Claim Rejections - 35 USC § 103
In the event the determination of the status of the application as subject to AIA  35 U.S.C. 102 and 103 (or as subject to pre-AIA  35 U.S.C. 102 and 103) is incorrect, any correction of the statutory basis for the rejection will not be considered a new ground of rejection if the prior art relied upon, and the rationale supporting the rejection, would be the same under either status.  
The following is a quotation of 35 U.S.C. 103 which forms the basis for all obviousness rejections set forth in this Office action:
A patent for a claimed invention may not be obtained, notwithstanding that the claimed invention is not identically disclosed as set forth in section 102, if the differences between the claimed invention and the prior art are such that the claimed invention as a whole would have been obvious before the effective filing date of the claimed invention to a person having ordinary skill in the art to which the claimed invention pertains. Patentability shall not be negated by the manner in which the invention was made.

Claim(s) 1-3, 5, 8, 10-13, 15, and 18 is/are rejected under 35 U.S.C. 103 as being unpatentable over Dherange et al. (Pub. No.: US 2020/0382536, hereinafter, “Dherange”) in view of Chen et al. (Patent No.: US 8,307,430, hereinafter, “Chen”).
Claims 1, 10, 11. Dherange teaches:
A method for detecting deviations from baseline behavior patterns for categorical features, comprising: determining a first discrete probability distribution for a categorical variable based on a first set of network activity data including at least one instance of the categorical variable; determining a second discrete probability distribution for a unique observation based on a second set of network activity data including data representing the unique observation; – in paragraphs [0039], [0043], [0044], [0081]-[0092], [0163], [0164] (A ML model may be used to create the baseline behavior of a user with parameter guidance from Feature Selection. During Prediction phase, the unseen data is classified by the ML model based on user profile coefficients generated during training and threshold parameters set in prior to an anomaly detection run. In general, the records may have entries that have attributes that are numerical or categorical. For example, a user's login session duration is a numerical attribute for a user's record, indicating time in hours, minutes, and seconds, that a user has spent during each logging event in the IT infrastructure. Other examples of numerical records include a number of bytes downloaded, a number of bytes uploaded, time of entry in a building, time of exit from a building, and so on. The method 1100 includes determining (1108), based on a normally distributed attribute value frequency measure, a second set of outliers in categorical values of the training portion of the plurality of records. The second set of outliers may be determined based on the steps described with reference to FIG. 6 and FIG. 7. For example, the second set of outliers may be determined by: calculating, for each attribute A_j, normalized frequencies of every attribute value across all entries in the categorical values of the training portion of the plurality of records, calculating a frequency score for each input record xi as an average across selected attributes, and tagging a record as an outlier when the frequency score is above a threshold describing a deviation from a baseline)
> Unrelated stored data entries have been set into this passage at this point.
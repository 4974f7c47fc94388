//! Define the reserved keyword vocabulary for TINY.
//!
//! This module is the single source of truth for reserved words: a stable identifier
//! ([`KeywordId`]) plus a const metadata table ([`KEYWORDS`]) that records canonical spellings.
//!
//! ## Notes
//! - Lookup via [`from_str`] is **case-sensitive**. TINY itself is case-insensitive, so callers
//!   lowercase a word before resolving it.
//! - Every spelling is made of ASCII letters only. The scanner never puts digits into a word, so a
//!   keyword containing one could never be matched.
//!
//! ## Examples
//! ```rust
//! use tiny_core::lang::keywords::{self, KeywordId};
//!
//! assert_eq!(keywords::from_str("repeat"), Some(KeywordId::Repeat));
//! assert_eq!(keywords::as_str(KeywordId::Until), "until");
//! assert_eq!(keywords::from_str("REPEAT"), None);
//! ```

/// Stable identifier for every reserved keyword.
///
/// ## Notes
/// - The declaration order matches [`KEYWORDS`]; [`info_for`] relies on it.
#[derive(Debug, Clone, Copy, PartialEq, Eq, Hash)]
pub enum KeywordId {
    If,
    Then,
    Else,
    End,
    Repeat,
    Until,
    Read,
    Write,
}

/// Metadata for a keyword.
#[derive(Debug, Clone, Copy)]
pub struct KeywordInfo {
    pub id: KeywordId,
    pub canonical: &'static str,
}

/// Registry of all keywords, in [`KeywordId`] declaration order.
pub const KEYWORDS: &[KeywordInfo] = &[
    info(KeywordId::If, "if"),
    info(KeywordId::Then, "then"),
    info(KeywordId::Else, "else"),
    info(KeywordId::End, "end"),
    info(KeywordId::Repeat, "repeat"),
    info(KeywordId::Until, "until"),
    info(KeywordId::Read, "read"),
    info(KeywordId::Write, "write"),
];

/// Canonical spelling.
///
/// ## Parameters
/// - `id`: Keyword identifier.
///
/// ## Returns
/// - The canonical (lowercase) spelling for `id`.
pub fn as_str(id: KeywordId) -> &'static str {
    info_for(id).canonical
}

/// Full metadata.
///
/// ## Parameters
/// - `id`: Keyword identifier.
///
/// ## Returns
/// - The associated [`KeywordInfo`] from [`KEYWORDS`].
pub fn info_for(id: KeywordId) -> &'static KeywordInfo {
    &KEYWORDS[id as usize]
}

/// Lookup by spelling.
///
/// ## Parameters
/// - `s`: Candidate keyword spelling, already lowercased.
///
/// ## Returns
/// - `Some(KeywordId)` if the spelling is reserved.
/// - `None` otherwise.
pub fn from_str(s: &str) -> Option<KeywordId> {
    KEYWORDS.iter().find(|k| k.canonical == s).map(|k| k.id)
}

// --- helpers -----------------------------------------------------------------

const fn info(id: KeywordId, canonical: &'static str) -> KeywordInfo {
    KeywordInfo { id, canonical }
}

#[cfg(test)]
mod tests {
    use super::*;

    #[test]
    fn else_is_reserved() {
        assert_eq!(from_str("else"), Some(KeywordId::Else));
    }

    #[test]
    fn lookup_is_case_sensitive() {
        assert_eq!(from_str("If"), None);
        assert_eq!(from_str("if"), Some(KeywordId::If));
    }

    #[test]
    fn info_for_matches_id() {
        assert_eq!(info_for(KeywordId::Until).canonical, "until");
        assert_eq!(info_for(KeywordId::Write).id, KeywordId::Write);
    }
}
comparing the second discrete probability distribution to the first discrete probability distribution by applying a distance function to the first and second discrete probability distributions, – in paragraphs [0149]-[0158], [0163], [0164] (Anomalies that are based on distance/similarity deviation from the norm can then be identified by the prediction process. The method 1100 includes determining (1108), based on a normally distributed attribute value frequency measure, a second set of outliers in categorical values of the training portion of the plurality of records. The second set of outliers may be determined based on the steps described with reference to FIG. 6 and FIG. 7. For example, the second set of outliers may be determined by: calculating, for each attribute A_j, normalized frequencies of every attribute value across all entries in the categorical values of the training portion of the plurality of records, calculating a frequency score for each input record xi as an average across selected attributes, and tagging a record as an outlier when the frequency score is above a threshold describing a deviation from a baseline)
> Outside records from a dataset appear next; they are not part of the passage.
//! Struct definitions and serde defaults for gist configuration.

use std::path::PathBuf;

use serde::{Deserialize, Serialize};

/// Root configuration for gist, deserialized from `config.toml`.
///
/// Fields use serde defaults so gist can run with sensible defaults
/// when no config file exists.
#[derive(Debug, Serialize, Deserialize, Clone)]
pub struct Config {
    /// Default model identifier (e.g. `"claude-sonnet-4-6"`).
    #[serde(default = "default_model")]
    pub model: String,
    /// Per-provider settings.
    #[serde(default)]
    pub provider: ProviderConfig,
    /// Default provider name (e.g., "anthropic", "openai").
    #[serde(default)]
    pub default_provider: Option<String>,
    /// Web search settings.
    #[serde(default)]
    pub search: SearchConfig,
    /// Workflow settings.
    #[serde(default)]
    pub workflow: WorkflowConfig,
}

/// Returns the default model identifier.
///
/// Used by serde's `#[serde(default)]` attribute during deserialization.
pub(super) fn default_model() -> String {
    crate::constants::DEFAULT_MODEL.to_string()
}

/// Provider-specific configuration map.
///
/// Each field corresponds to a supported LLM provider. Only providers
/// the user has configured will be `Some`.
#[derive(Debug, Serialize, Deserialize, Clone, Default)]
pub struct ProviderConfig {
    /// Configuration for the OpenAI API provider.
    pub openai: Option<ProviderEntry>,
    /// Configuration for the Anthropic API provider.
    pub anthropic: Option<ProviderEntry>,
    /// Configuration for the local Ollama provider.
    pub ollama: Option<ProviderEntry>,
    /// Configuration for the OpenRouter API provider.
    pub openrouter: Option<ProviderEntry>,
}

/// Connection details for a single LLM provider.
///
/// Allows overriding the API key, endpoint URL, and model on a
/// per-provider basis.
#[derive(Debug, Serialize, Deserialize, Clone)]
pub struct ProviderEntry {
    /// API key for authentication. Can also be set via environment variables.
    pub api_key: Option<String>,
    /// Custom base URL for the provider's API (useful for proxies or self-hosted instances).
    pub base_url: Option<String>,
    /// Model identifier to use with this provider, overriding the global default.
    pub model: Option<String>,
}

/// Configuration for the web search tool.
#[derive(Debug, Default, Serialize, Deserialize, Clone)]
pub struct SearchConfig {
    /// API key for the search provider. Can also be set via `TAVILY_API_KEY`.
    pub api_key: Option<String>,
    /// Results requested per search (capped at 10).
    pub max_results: Option<u32>,
    /// Search depth passed to the API ("basic" or "advanced").
    pub depth: Option<String>,
    /// Request timeout in seconds.
    pub timeout_secs: Option<u64>,
}

/// Configuration for the workflow run itself.
#[derive(Debug, Default, Serialize, Deserialize, Clone)]
pub struct WorkflowConfig {
    /// Maximum tool invocations per run.
    pub max_tool_calls: Option<u32>,
    /// Intermediate store file path, overriding the data-directory default.
    pub store_path: Option<PathBuf>,
}

impl Default for Config {
    fn default() -> Self {
        Self {
            model: default_model(),
            provider: ProviderConfig::default(),
            default_provider: None,
            search: SearchConfig::default(),
            workflow: WorkflowConfig::default(),
        }
    }
}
determining whether the scalar value is above a threshold; – in paragraphs [0152]-[0157] (During the training phase, the goal is to find an optimal threshold that is used as a scalar to establish the threshold for anomaly detection based on the formula. Anomaly thresholding score=min+threshold*std. The distance/similarity averages of unseen data are then compared against the threshold established in the training process. A linear transformation is applied to the anomalous distance/similarity averages that map the raw scores to a numerical range of [50, 100]. A lower threshold may give a better recall with the risk of more false positives. A higher threshold leads to a better precision but at the risk of losing more true positives instead.)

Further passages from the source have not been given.